In The Passion of Ayn Rand’s Critics, James Valliant claims that “[i]f we are to take the Brandens’ word for it, the O’Connors’ marriage was an empty fraud. For Rand, it was maintained by her fantasy-like projection of O’Connor. For O’Connor, this supposed financial dependence serves to explain what is otherwise inexplicable to the Brandens—O’Connor’s staying by Rand’s side.” [PARC, p. 152.]
On SoloPassion on July 10, 2008, Valliant said that Barbara Branden describes the O’Connors’ marriage as “something of a fraud . . . .”
As Ms. Branden describes it, Mr. Scherk, the O'Connor marriage was something of a fraud from the start -- built as it was on Rand's fantasy-like projection of a hero who embodied her distinctive values, not the reality of O'Connor, if we are to believe her. By the 1940s, it is suggested that the fraud was wearing thin -- Rand was allegedly becoming frustrated with a lack of intellectual communication. Of course, there is evidence which contradicts this portrait of a troubled marriage in the 1940s or a lack of intellectual communication -- as PARC notes. In any case, when did Ms. Branden ever say that the marriage become honest or solid thereafter? She implies that the friction had settled -- but does she ever suggest that the O'Connor marriage "got real"? (As PARC also makes quite clear, the nature of the relationship between the O'Connors carried a element of mystery for the Brandens -- note the title of the chapter.)
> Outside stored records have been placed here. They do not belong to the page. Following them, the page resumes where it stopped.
//! Entity management for the ECS.
//!
//! An entity is a named bag of components with a unique identity. This module provides the
//! identity types, the allocator that hands them out, and the [`Entity`] bag itself.
//!
//! # Architecture
//!
//! - **[`EntityId`]**: The identity of an entity, combining a slot [`Index`] and a
//!   [`Generation`]. The index identifies the slot, while the generation tracks how many times
//!   that slot has been reused. Two ids are equal only if both parts match, so a handle to a
//!   removed entity never resolves to the entity that later reuses its slot.
//!
//! - **[`Allocator`]**: Hands out ids and recycles the slots of removed entities. When a slot is
//!   freed its generation is incremented before it goes back into the dead pool.
//!
//! - **[`Entity`]**: The component bag. An entity is created unattached (owned by the caller),
//!   becomes active once moved into a [`World`](crate::ecs::World), and is dropped when the
//!   world purges it at the end of a frame.
//!
//! - **[`EntityMut`]**: Mutable access to the component values of an active entity, without the
//!   ability to change which components it carries.
//!
//! # Generation Tracking
//!
//! ```rust,ignore
//! let entity = allocator.alloc(); // EntityId { index: 0, generation: 0 }
//! allocator.free(entity);
//! let reused = allocator.alloc();  // EntityId { index: 0, generation: 1 }
//! // The original id no longer matches anything in the world
//! ```

mod data;
mod reference;

use std::collections::VecDeque;

pub use data::Entity;
pub use reference::EntityMut;

/// The generation of an entity slot, used to track whether an id still refers to the live
/// occupant of that slot. Starts at `FIRST` and is incremented each time the slot is freed.
#[derive(Debug, Clone, Copy, PartialEq, Eq, PartialOrd, Ord, Hash)]
pub struct Generation(u32);

impl Generation {
    /// The first generation of an entity slot.
    const FIRST: Self = Self(0);

    /// Get the next generation from the current.
    #[inline]
    pub fn next(&self) -> Self {
        Self(self.0.wrapping_add(1))
    }

    /// Get the raw generation value.
    #[inline]
    pub fn value(&self) -> u32 {
        self.0
    }
}

/// An entity slot index.
#[derive(Debug, Clone, Copy, PartialEq, Eq, PartialOrd, Ord, Hash)]
pub struct Index(u32);

impl From<u32> for Index {
    fn from(value: u32) -> Self {
        Self(value)
    }
}

/// The identity of an entity.
///
/// A world holds at most one active entity per slot index; the generation tells whether an id
/// refers to that entity or to an earlier occupant of the slot.
#[derive(Debug, Clone, Copy, PartialEq, Eq, Hash)]
pub struct EntityId {
    /// The slot index of the entity.
    index: Index,

    /// The generation of the slot when the entity was allocated.
    generation: Generation,
}

impl EntityId {
    /// Construct a new id with just an index. This will default to the first generation.
    ///
    /// This is primarily used for testing.
    #[inline]
    pub(crate) fn new(index: impl Into<Index>) -> Self {
        Self::new_with_generation(index.into(), Generation::FIRST)
    }

    /// Construct a new id with an index and known generation.
    #[inline]
    pub(crate) const fn new_with_generation(index: Index, generation: Generation) -> Self {
        Self { index, generation }
    }

    /// Get the generation of this id.
    #[inline]
    pub fn generation(&self) -> Generation {
        self.generation
    }

    /// Get the slot index of this id for indexable storage (e.g. Vec).
    #[inline]
    pub fn index(&self) -> usize {
        self.index.0 as usize
    }

    /// Get an id with the same index but the next generation.
    #[inline]
    pub fn genned(&self) -> Self {
        Self::new_with_generation(self.index, self.generation.next())
    }
}

impl std::fmt::Display for EntityId {
    fn fmt(&self, f: &mut std::fmt::Formatter<'_>) -> std::fmt::Result {
        write!(f, "{}v{}", self.index.0, self.generation.0)
    }
}

/// Implement ordering for EntityId based on index then generation.
impl PartialOrd for EntityId {
    fn partial_cmp(&self, other: &Self) -> Option<std::cmp::Ordering> {
        Some(self.cmp(other))
    }
}

/// Implement ordering for EntityId based on index then generation.
impl Ord for EntityId {
    fn cmp(&self, other: &Self) -> std::cmp::Ordering {
        match self.index.cmp(&other.index) {
            std::cmp::Ordering::Equal => self.generation.cmp(&other.generation),
            ord => ord,
        }
    }
}

/// An allocator for entity ids.
///
/// Allocates unique ids and recycles freed slots to avoid index exhaustion. When a slot is
/// freed, its generation is incremented before being placed in the dead pool, invalidating any
/// stale ids.
///
/// The allocator is owned by the World, which is single-threaded, so plain collections are
/// enough here.
#[derive(Default, Debug)]
pub struct Allocator {
    /// Current generation for each slot index.
    generations: Vec<Generation>,

    /// Slot indices available for reuse, oldest first.
    dead_pool: VecDeque<Index>,
}

impl Allocator {
    /// Construct a new allocator starting from index 0.
    #[inline]
    pub const fn new() -> Self {
        Self {
            generations: Vec::new(),
            dead_pool: VecDeque::new(),
        }
    }

    /// Allocate a new id, either by reusing a freed slot from the dead pool or by growing the
    /// slot space.
    pub fn alloc(&mut self) -> EntityId {
        if let Some(index) = self.dead_pool.pop_front() {
            return EntityId::new_with_generation(index, self.generations[index.0 as usize]);
        }

        let index = Index(self.generations.len() as u32);
        self.generations.push(Generation::FIRST);
        EntityId::new(index)
    }

    /// Free an id's slot for reuse. Freeing an id that is not current for its slot does nothing.
    pub fn free(&mut self, id: EntityId) -> bool {
        if !self.is_current(id) {
            return false;
        }
        let slot = &mut self.generations[id.index()];
        *slot = slot.next();
        self.dead_pool.push_back(id.index);
        true
    }

    /// Determine if the id matches the current generation of its slot.
    #[inline]
    pub fn is_current(&self, id: EntityId) -> bool {
        self.generations.get(id.index()) == Some(&id.generation)
    }

    /// The number of slots ever allocated.
    #[inline]
    pub fn capacity(&self) -> usize {
        self.generations.len()
    }
}

#[cfg(test)]
mod tests {
    use super::*;

    #[test]
    fn allocator_uniqueness() {
        // Given
        let mut allocator = Allocator::default();

        // When
        let mut ids: Vec<_> = (0..200).map(|_| allocator.alloc()).collect();

        // Then - No dupes generated
        let pre_len = ids.len();
        ids.sort();
        ids.dedup();
        assert_eq!(pre_len, ids.len());
    }

    #[test]
    fn allocator_reuse() {
        // Given
        let mut allocator = Allocator::default();
        let ids: Vec<_> = (0..10).map(|_| allocator.alloc()).collect();

        // When
        for id in ids {
            assert!(allocator.free(id));
        }
        let mut reused: Vec<_> = (0..10).map(|_| allocator.alloc()).collect();

        // Then - Slots are reused with incremented generation
        reused.sort();
        for (i, id) in reused.iter().enumerate() {
            assert_eq!(id.index(), i);
            assert_eq!(id.generation().value(), 1);
        }
        assert_eq!(allocator.capacity(), 10);
    }

    #[test]
    fn stale_id_is_not_current() {
        // Given
        let mut allocator = Allocator::default();
        let id = allocator.alloc();

        // When
        allocator.free(id);
        let reused = allocator.alloc();

        // Then
        assert_eq!(reused.index(), id.index());
        assert!(!allocator.is_current(id));
        assert!(allocator.is_current(reused));
    }

    #[test]
    fn double_free_is_ignored() {
        // Given
        let mut allocator = Allocator::default();
        let id = allocator.alloc();

        // When
        let first = allocator.free(id);
        let second = allocator.free(id);

        // Then - Only one slot was returned to the pool
        assert!(first);
        assert!(!second);
        let a = allocator.alloc();
        let b = allocator.alloc();
        assert_ne!(a.index(), b.index());
    }

    #[test]
    fn allocator_multiple_generations() {
        // Given
        let mut allocator = Allocator::default();
        let id = allocator.alloc();

        // When - Free and reallocate multiple times
        allocator.free(id);
        let gen1 = allocator.alloc();
        allocator.free(gen1);
        let gen2 = allocator.alloc();

        // Then - Same slot, incrementing generations
        assert_eq!(gen1.index(), id.index());
        assert_eq!(gen1.generation().value(), 1);
        assert_eq!(gen2.index(), id.index());
        assert_eq!(gen2.generation().value(), 2);
    }

    #[test]
    fn id_ordering_and_equality() {
        // Given
        let e1 = EntityId::new(Index(1));
        let e2 = EntityId::new(Index(2));
        let e1_gen1 = e1.genned();

        // Then - Ordered by index first, then generation
        assert!(e1 < e2);
        assert!(e1 < e1_gen1);
        assert!(e1_gen1 < e2);
        assert_eq!(e1, EntityId::new(Index(1)));
        assert_ne!(e1, e1_gen1);
        assert_eq!(e1_gen1.to_string(), "1v1");
    }
}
Contrary to Valliant, neither of the Brandens describes Rand’s marriage as a “fraud” or anything like it. It is true that the Brandens contend that Rand projected certain qualities on O’Connor that he didn’t possess (and they seem accurate in this conclusion). But this is a far cry from claiming that their marriage was “built . . . on” (much less sustained for fifty years by) Rand’s projection. Both mention the sincere love and affection that existed between the two. Like most marriages, the O’Connors’ marriage had its up and downs. Rand probably wouldn’t have embarked on the affair with Branden if she was completely satisfied with Frank as a husband.
The Brandens’ claim that Rand became “frustrated with a lack of intellectual communication” in the 1940s to such an extent that Rand considered divorce is highly believable. (And see William Scherk’s excerpt from the Brandens in which he highlights Valliant’s selective quotations.) Contrary to Valliant, there is no evidence that undercuts this. Valliant does not cite a single report of any “intellectual communication” between Rand and O’Connor. Even Valliant concedes, "[w]hether they were always truly happy together, especially in light of Rand's affair, can be questioned . . . ." [PARC, p. 157.] It is not hard to believe that in such an unusual marriage one or both of the parties would consider divorce.
Turning to Valliant’s recent claim that Barbara Branden never describes the O’Connor’s marriage as “becom[ing] honest or solid thereafter [e.g., after the 1940s],” this begs the question of whether Valliant’s description of PAR is correct. In any event, it is rather incredible that Valliant missed this moving description of their marriage post-1968:
Ayn had turned once more to Frank, seeking the special comfort that he alone could give her. He was the one man who had never betrayed her, who had always stood by her, who was her ally and her support through all the triumphs and traumas of her life. It appears that now, at last, she began to truly love the man she had married—or perhaps, to accept the fact that she always had loved him, loved him as he was and as he had been . . . . Without the words to name it, he [Frank] had always accepted and revered her as no one else had ever done, and the personal rejections of a lifetime made his understanding and acceptance more valuable to her than they had ever been before. She clung to him, hating to have him out of her sight . . . . [I]t was the relationship that was the most purely emotional of her life which gave her, in the end, the most satisfaction. [PAR, pp. 364-65.]
As to Valliant’s final contention that “[f]or O’Connor, this supposed financial dependence serves to explain what is otherwise inexplicable to the Brandens—O’Connor’s staying by Rand’s side . . . .,” this is another misrepresentation.
First, only Barbara Branden mentions the possible financial reason Frank had for remaining with Rand. As is typical, Valliant has attributed something to both Brandens which is stated only by one.
Second, Barbara Branden does not say that financial concerns were the reason why O’Connor stayed with Rand for fifty years. Branden says that Frank once told her that he wanted to leave Rand, "'But where would I go? . . . What would I do? . . .'" [PAR, p. 262.] Branden interprets this as, in part at least, a concern for how Frank would support himself after a divorce. [Id.] She does not claim that this was the determining factor in Frank’s remaining with Rand for the entire length of the marriage.
Third, while the Brandens do find a certain “mystery” in Rand’s and O’Connor’s love for each other, it is a stretch to say that they found Frank’s staying with Rand for fifty years “inexplicable.” (See the above quote from Barbara Branden.)